DDY17 v Minister for Immigration

Case

[2018] FCCA 2788

27 August 2018


FEDERAL CIRCUIT COURT OF AUSTRALIA

DDY17 v MINISTER FOR IMMIGRATION & ANOR [2018] FCCA 2788
Catchwords:
MIGRATION – Application for review of Administrative Appeals Tribunal decision – whether the Tribunal made a finding on insufficient evidence or no evidence – no jurisdictional error revealed – application dismissed.  

Legislation:

Migration Act 1958 (Cth), s.476

Cases cited:

Randhawa v Minister for Immigration, Local Government & Ethnic Affairs [1994] FCA 1253; (1994) 52 FCR 437; (1994) 124 ALR 265; (1994) 35 ALD 1 Minister for Immigration & Ethnic Affairs v Guo Wei Rong [1997] HCA 22; (1997) 191 CLR 559; (1997) 71 ALJR 743; (1997) 144 ALR 567; (1997) 48 ALD 481

SZUTO v Minister for Immigration and Border Protection [2018] FCA 1267 CQG15 v Minister for Immigration and Border Protection [2016] FCAFC 146; (2016) 70 AAR 413
SZSGA v Minister for Immigration, Multicultural Affairs and Citizenship [2013] FCA 774
SZSHK v Minister for Immigration and Border Protection [2013] FCAFC 125; (2013) 138 ALD 26
Minister for Immigration and Citizenship v SZMDS [2010] HCA 16; (2010) 240 CLR 611; (2010) 266 ALR 367
Minister for Immigration and Multicultural Affairs v Rajalingam [1999] FCA 719; (1999) 93 FCR 220
A233 of 2003 v Refugee Review Tribunal [2004] FCAFC 296

Applicant: DDY17
First Respondent: MINISTER FOR IMMIGRATION & BORDER PROTECTION
Second Respondent: ADMINISTRATIVE APPEALS TRIBUNAL
File Number: SYG 2218 of 2017
Judgment of: Judge Nicholls
Hearing date: 27 August 2018
Date of Last Submission: 27 August 2018
Delivered at: Sydney
Delivered on: 27 August 2018

REPRESENTATION

Applicant: In person
Solicitors for the Respondents: Ms A Davyskib of Minter Ellison Lawyers

ORDERS

  1. The application made on 14 July 2017 and amended on 9 January 2018 is dismissed.

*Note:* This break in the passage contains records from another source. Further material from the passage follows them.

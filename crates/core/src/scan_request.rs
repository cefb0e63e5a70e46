//! Scan request lifecycle: status vocabulary, review actions and priorities.
//!
//! A request starts `pending` and is decided exactly once. Both `approved`
//! and `rejected` are terminal.

use std::fmt;
use std::str::FromStr;

use serde::{Deserialize, Serialize};

use crate::error::CoreError;

pub const STATUS_PENDING: &str = "pending";
pub const STATUS_APPROVED: &str = "approved";
pub const STATUS_REJECTED: &str = "rejected";

/// Persisted status of a scan request.
#[derive(Debug, Clone, Copy, PartialEq, Eq, Serialize, Deserialize)]
#[serde(rename_all = "lowercase")]
pub enum ScanStatus {
    Pending,
    Approved,
    Rejected,
}

impl ScanStatus {
    pub fn as_str(self) -> &'static str {
        match self {
            ScanStatus::Pending => STATUS_PENDING,
            ScanStatus::Approved => STATUS_APPROVED,
            ScanStatus::Rejected => STATUS_REJECTED,
        }
    }

    pub fn is_terminal(self) -> bool {
        !matches!(self, ScanStatus::Pending)
    }

    /// Only `pending -> approved` and `pending -> rejected` are legal.
    pub fn can_transition_to(self, next: ScanStatus) -> bool {
        self == ScanStatus::Pending && next.is_terminal()
    }
}

impl fmt::Display for ScanStatus {
    fn fmt(&self, f: &mut fmt::Formatter<'_>) -> fmt::Result {
        f.write_str(self.as_str())
    }
}

impl FromStr for ScanStatus {
    type Err = CoreError;

    fn from_str(s: &str) -> Result<Self, Self::Err> {
        match s {
            STATUS_PENDING => Ok(ScanStatus::Pending),
            STATUS_APPROVED => Ok(ScanStatus::Approved),
            STATUS_REJECTED => Ok(ScanStatus::Rejected),
            other => Err(CoreError::Validation(format!(
                "Invalid scan request status '{other}'"
            ))),
        }
    }
}

/// A reviewer's decision on a pending request.
#[derive(Debug, Clone, Copy, PartialEq, Eq, Serialize, Deserialize)]
#[serde(rename_all = "lowercase")]
pub enum ReviewAction {
    Approve,
    Reject,
}

impl ReviewAction {
    pub fn as_str(self) -> &'static str {
        match self {
            ReviewAction::Approve => "approve",
            ReviewAction::Reject => "reject",
        }
    }

    /// The status a request lands in after this action.
    pub fn target_status(self) -> ScanStatus {
        match self {
            ReviewAction::Approve => ScanStatus::Approved,
            ReviewAction::Reject => ScanStatus::Rejected,
        }
    }
}

/// Review priority requested by the user.
#[derive(Debug, Clone, Copy, PartialEq, Eq, Serialize, Deserialize)]
pub enum Priority {
    High,
    Medium,
    Low,
}

impl Priority {
    pub fn as_str(self) -> &'static str {
        match self {
            Priority::High => "High",
            Priority::Medium => "Medium",
            Priority::Low => "Low",
        }
    }
}

impl FromStr for Priority {
    type Err = CoreError;

    /// Case-insensitive. `normal` is accepted as an alias for `Medium`.
    fn from_str(s: &str) -> Result<Self, Self::Err> {
        match s.trim().to_ascii_lowercase().as_str() {
            "high" => Ok(Priority::High),
            "medium" | "normal" => Ok(Priority::Medium),
            "low" => Ok(Priority::Low),
            _ => Err(CoreError::Validation(format!(
                "Invalid priority '{s}'. Must be one of: High, Medium, Low"
            ))),
        }
    }
}

/// Normalize reviewer notes: blank notes are stored as NULL.
pub fn normalize_notes(notes: Option<String>) -> Option<String> {
    notes.and_then(|n| {
        let trimmed = n.trim();
        (!trimmed.is_empty()).then(|| trimmed.to_string())
    })
}

/// Trim purposes, dropping blank entries. Order is preserved.
pub fn clean_purposes(purposes: &[String]) -> Vec<String> {
    purposes
        .iter()
        .map(|p| p.trim())
        .filter(|p| !p.is_empty())
        .map(str::to_string)
        .collect()
}

/// Findings must carry a non-empty result text before they are persisted
/// as part of an approval.
pub fn validate_result_text(result: &str) -> Result<(), CoreError> {
    if result.trim().is_empty() {
        return Err(CoreError::Validation(
            "Scan result text is required to approve a request".to_string(),
        ));
    }
    Ok(())
}

/// Validate the user-provided fields of a new scan request.
pub fn validate_new_request(url: &str, content_type: &str) -> Result<(), CoreError> {
    if url.trim().is_empty() {
        return Err(CoreError::Validation("url must not be empty".to_string()));
    }
    if content_type.trim().is_empty() {
        return Err(CoreError::Validation(
            "content_type must not be empty".to_string(),
        ));
    }
    Ok(())
}

#[cfg(test)]
mod tests {
    use super::*;
    use assert_matches::assert_matches;

    #[test]
    fn actions_map_to_statuses() {
        assert_eq!(ReviewAction::Approve.target_status(), ScanStatus::Approved);
        assert_eq!(ReviewAction::Reject.target_status(), ScanStatus::Rejected);
        assert_eq!(ReviewAction::Approve.target_status().as_str(), "approved");
        assert_eq!(ReviewAction::Reject.target_status().as_str(), "rejected");
    }

    #[test]
    fn pending_moves_to_either_terminal_state() {
        assert!(ScanStatus::Pending.can_transition_to(ScanStatus::Approved));
        assert!(ScanStatus::Pending.can_transition_to(ScanStatus::Rejected));
        assert!(!ScanStatus::Pending.can_transition_to(ScanStatus::Pending));
    }

    #[test]
    fn terminal_states_never_move() {
        for from in [ScanStatus::Approved, ScanStatus::Rejected] {
            assert!(from.is_terminal());
            for to in [ScanStatus::Pending, ScanStatus::Approved, ScanStatus::Rejected] {
                assert!(!from.can_transition_to(to));
            }
        }
    }

    #[test]
    fn status_parses_persisted_strings() {
        assert_eq!("pending".parse::<ScanStatus>().unwrap(), ScanStatus::Pending);
        assert_matches!("Pending".parse::<ScanStatus>(), Err(CoreError::Validation(_)));
    }

    #[test]
    fn action_deserializes_lowercase() {
        let action: ReviewAction = serde_json::from_str("\"approve\"").unwrap();
        assert_eq!(action, ReviewAction::Approve);
        assert!(serde_json::from_str::<ReviewAction>("\"flag\"").is_err());
    }

    #[test]
    fn priority_accepts_normal_alias() {
        assert_eq!("normal".parse::<Priority>().unwrap(), Priority::Medium);
        assert_eq!("HIGH".parse::<Priority>().unwrap(), Priority::High);
        assert_matches!("urgent".parse::<Priority>(), Err(CoreError::Validation(_)));
    }

    #[test]
    fn blank_notes_become_none() {
        assert_eq!(normalize_notes(Some("   ".into())), None);
        assert_eq!(normalize_notes(None), None);
        assert_eq!(
            normalize_notes(Some(" looks infringing ".into())),
            Some("looks infringing".to_string())
        );
    }

    #[test]
    fn purposes_drop_blanks_in_order() {
        let raw = vec!["Monitoring".to_string(), " ".to_string(), " Takedown ".to_string()];
        assert_eq!(clean_purposes(&raw), vec!["Monitoring", "Takedown"]);
    }

    #[test]
    fn empty_result_text_rejected() {
        assert!(validate_result_text("match found").is_ok());
        assert_matches!(validate_result_text("  "), Err(CoreError::Validation(_)));
    }

    #[test]
    fn new_request_requires_url_and_content_type() {
        assert!(validate_new_request("https://x.com/v", "Video").is_ok());
        assert!(validate_new_request("", "Video").is_err());
        assert!(validate_new_request("https://x.com/v", " ").is_err());
    }
}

  2. The applicant pay the first respondent’s costs set in the amount of $5,600.

FEDERAL CIRCUIT COURT
OF AUSTRALIA
AT SYDNEY

SYG 2218 of 2017

DDY17

Applicant

And

MINISTER FOR IMMIGRATION & BORDER PROTECTION

First Respondent

ADMINISTRATIVE APPEALS TRIBUNAL

Second Respondent

REASONS FOR JUDGMENT

(Ex Tempore; Revised from Transcript)

  1. This is an application made pursuant to s.476 of the Migration Act 1958 (Cth) on 14 July 2017 and amended on 9 January 2018, seeking review of the decision of the Administrative Appeals Tribunal (“the Tribunal”) made on 9 June 2017, which affirmed the decision of the Minister’s delegate (“the delegate”) to refuse a protection visa to the applicant.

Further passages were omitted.